Julio Salinas Fernández (; born 11 September 1962) is a Spanish former footballer who played during the 1980s and 1990s.

A tall, lanky centre forward with skills, he was best remembered for his spell at Barcelona – having started his career with Athletic Bilbao – while he was also a prolific goalscorer for club and country.

Salinas earned 56 caps for Spain, and represented the nation in three World Cups and two European Championships.

Club career

Athletic and Atlético
Salinas was born in Bilbao, Biscay, joining Athletic Bilbao's youth academy at the age of 11. In 1983–84 he won the second division's Pichichi Trophy award, as he helped the reserves finish runners-up to Castilla CF. He also played 13 games for the first team over two seasons, scoring his first La Liga goal on 26 March 1983 in a 4–0 home win against RC Celta de Vigo as the Basques captured back-to-back league titles and added the 1984 Copa del Rey.

After two more seasons with Athletic, scoring a total of 12 goals for two-third-place finishes, Salinas moved to Atlético Madrid, where he found the net at an impressive rate (this included a brace on 7 February 1988 in a 7–0 home thrashing of RCD Mallorca).

Barcelona
Salinas signed for FC Barcelona for 1988–89, linking up with several other Basque players, including veteran José Ramón Alexanko, José Mari Bakero, Txiki Begiristain and Jon Andoni Goikoetxea – these would help form the backbone of the legendary Dream Team. He scored 20 league goals in his debut campaign as Barça finished second to Real Madrid, and he also netted in both the 1989 Cup Winners' Cup final against U.C. Sampdoria and in the following year's domestic cup 2–0 win over Real Madrid.

In the subsequent seasons, Salinas appeared sparingly for the club due to his age and the emergence of attacking players as Hristo Stoichkov, but would still manage to grab some important goals in spite of limited playing time. On 30 January 1994, after coming in as a second-half substitute against Albacete Balompié, he scored both goals in a 2–1 home victory, as he only played six games more during the season, with Barcelona eventually achieving four league titles in a row.

Late career
Upon leaving Catalonia, Salinas joined Deportivo de La Coruña, helping to a runner-up finish in his only season. Although not a regular in the starting lineups he finished with 12 league goals, only surpassed by club great Bebeto. As a late replacement at the Camp Nou on 3 December, he netted in a 1–1 draw after a header from José Luis Ribera.
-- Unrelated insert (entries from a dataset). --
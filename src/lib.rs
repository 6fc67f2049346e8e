pub mod aggregate;
pub mod cache;
pub mod config;
pub mod error;
pub mod input;
pub mod metrics;
pub mod model;
pub mod output;
pub mod pipeline;
pub mod proxy;
pub mod repository;
pub mod scheduler;
pub mod traffic;

pub use aggregate::DomainAggregator;
pub use cache::ResponseCache;
pub use error::{Error, Result};
pub use metrics::collector::MetricsCollector;
pub use metrics::snapshot::MetricsSnapshot;
pub use model::{DomainStats, FetchResult, StoredResult, UrlEntry};
pub use pipeline::{IngestEvent, IngestPipeline, RunState, RunSummary};
pub use proxy::{Fetcher, ProxyFetcher};
pub use repository::{MemoryStore, ResultStore, SqliteStore};
pub use scheduler::Scheduler;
After the signing of, among others, Russian Dmitry Radchenko, Salinas was deemed surplus to requirements, agreeing to a contract at Sporting de Gijón where he scored 18 times in the 1995–96 campaign, crucial in helping the Asturians avoid relegation. He was held in high regards in the city during his one-and-a-half-year spell, with the fans often singing: "Bota de oro, Salinas bota de oro!" ("Golden boot, Salinas, golden boot!").

Salinas then had a stint abroad with Yokohama Marinos in Japan, where he again showcased his scoring skills, teaming up with former Barcelona teammate Goikoetxea. He then returned close to home, having played his last two seasons with Deportivo Alavés where he notably scored in 1999–2000's opener, a 2–1 home defeat of Málaga CF; his team finished sixth, and would go on to reach the following year's UEFA Cup final.

On 19 May 2000, Salinas played his last professional match, scoring in a 2–1 loss at his first team Athletic Bilbao. He retired at nearly 38 with 417 matches and 152 goals, in the Spanish top flight alone.

International career
Salinas represented the Spain national team over a decade, scoring 22 goals. His debut was on 22 January 1986 as he netted in a 2–0 friendly win over the Soviet Union, in Las Palmas.

Salinas went on to represent the country at three FIFA World Cups: 1986 (where he scored against Northern Ireland), 1990 (netting in the second-round loss to Yugoslavia) and 1994, as well as two UEFA European Championships, 1988 and 1996.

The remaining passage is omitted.